中東かわら版

№66 中東:映画『バービー』の上映是非をめぐり

 日本では原爆投下を連想させる画像とのコラージュが話題を集めた映画『バービー』だが、中東諸国ではジェンダー観が争点となって同作上映の是非が議論されている。具体的には、同作が男性の同性愛やフェミニズムを促し、「宗教的価値観」「公共の倫理」「道徳」「社会の伝統」「文化的規範」等を害すると見なされたためである。ただし、現時点で上映禁止の措置をとっているのはアルジェリア、クウェイト、レバノンに限られる。

 なお、近年で同様の議論を巻き起こし、一部諸国で上映禁止となった映画として、『美女と野獣』(2017年)、『2分の1の魔法』(2020年)、『バズ・ライトイヤー』(2022年)、『スパイダーマン:アクロス・ザ・スパイダーバース』(2023年)等が挙げられる。いずれも同性愛を想起させるシーン、あるいは性的少数派を支持するメッセージが確認できるとされる作品である。

 

評価

 近年の中東諸国では、「寛容」「穏健」「中庸」といった標語の下、多文化共生や女性の社会進出を掲げ、「過激なイスラーム」「保守的な社会」といった従来の否定的イメージを払拭しようと、開放政策に向かう動きが見られる。ただしこうした動きには、体制に協力的な「公式」イスラーム言説を形成することで反体制的な宗教的過激主義を撲滅する、女性を経済活動に参加させることで失業率を抑えて国内消費を増大させるといった、いわば実利的な性格も強く見られる。逆に言えば、実利性が見いだせない開放政策が優先される可能性は低い。

 この上で、性的少数派(LGBTQ)は中東諸国の開放政策における、いわば最後の砦と位置づけられ、これを肯定する動きには極めて敏感である。たとえLGBTQを容認することで国際社会からの評価が高まるとしても、公式に、積極的にそれを支持する立場を表明する事態は考えづらい。

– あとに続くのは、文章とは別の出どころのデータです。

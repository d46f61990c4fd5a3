//! GitHub REST API host for GreenLight checks
//!
//! [`GitHubClient`] implements [`greenlight_core::PullRequestHost`]: it
//! fetches pull request diffs, keeps a single report comment up to date and
//! sets the `Baseline Compatibility` commit status.
//!
//! # Example
//!
//! ```no_run
//! use greenlight_core::{PullRequestHost, PullRequestRef};
//! use greenlight_github::GitHubClient;
//!
//! #[tokio::main]
//! async fn main() -> Result<(), Box<dyn std::error::Error>> {
//!     let client = GitHubClient::new(std::env::var("GITHUB_TOKEN")?)?;
//!     let diff = client.fetch_diff(&PullRequestRef::new("acme", "web", 42)).await?;
//!     println!("{} bytes of diff", diff.len());
//!     Ok(())
//! }
//! ```

mod client;
mod error;
mod github;
mod types;

pub use client::HttpClient;
pub use error::{Error, Result};
pub use github::{
    find_marked_comment, truncate_description, GitHubClient, GITHUB_API_URL, GITHUB_SERVER_URL,
    MAX_STATUS_DESCRIPTION,
};
pub use types::{CommentRequest, CommitStatusRequest, IssueComment};
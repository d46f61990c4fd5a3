//! Resource limits for feature detection
//!
//! Detection runs regular expressions over text taken from an untrusted pull
//! request, so both the input and the compiled patterns are bounded.

/// Maximum added content scanned per file (10MB)
///
/// Larger inputs are skipped and logged instead of scanned.
pub const MAX_CONTENT_SIZE: usize = 10_485_760; // 10MB

/// Maximum signature pattern length (500 characters)
pub const MAX_REGEX_LENGTH: usize = 500;

/// Compiled regex size limit (10MB)
pub const REGEX_SIZE_LIMIT: usize = 10_000_000; // 10MB

/// Regex DFA size limit (2MB)
pub const REGEX_DFA_SIZE_LIMIT: usize = 2_000_000; // 2MB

 さらにいえば、『バービー』は登場人物が人形の世界と人間の世界を往来することで、女性優位と男性優位という、二つの対照的な社会構造を登場人物及び視聴者に意識させるストーリーになっている。この種の啓蒙的な性格も、家父長的な慣習が肯定されやすい一部諸国にはやはり都合がよくない。

 とはいえ現状、サウジアラビアやUAEといった、上述した作品群を過去に上映禁止としてきた国を含む、多くの諸国が『バービー』の上映を容認している。このことがただちに各国でのLGBTQ容認につながる可能性は低いだろうが、現地報道を見ても容認派と否定派の双方の意見が伝えられている点からは、各国が同作上映を一種の観測気球と位置づけている様子もうかがえよう。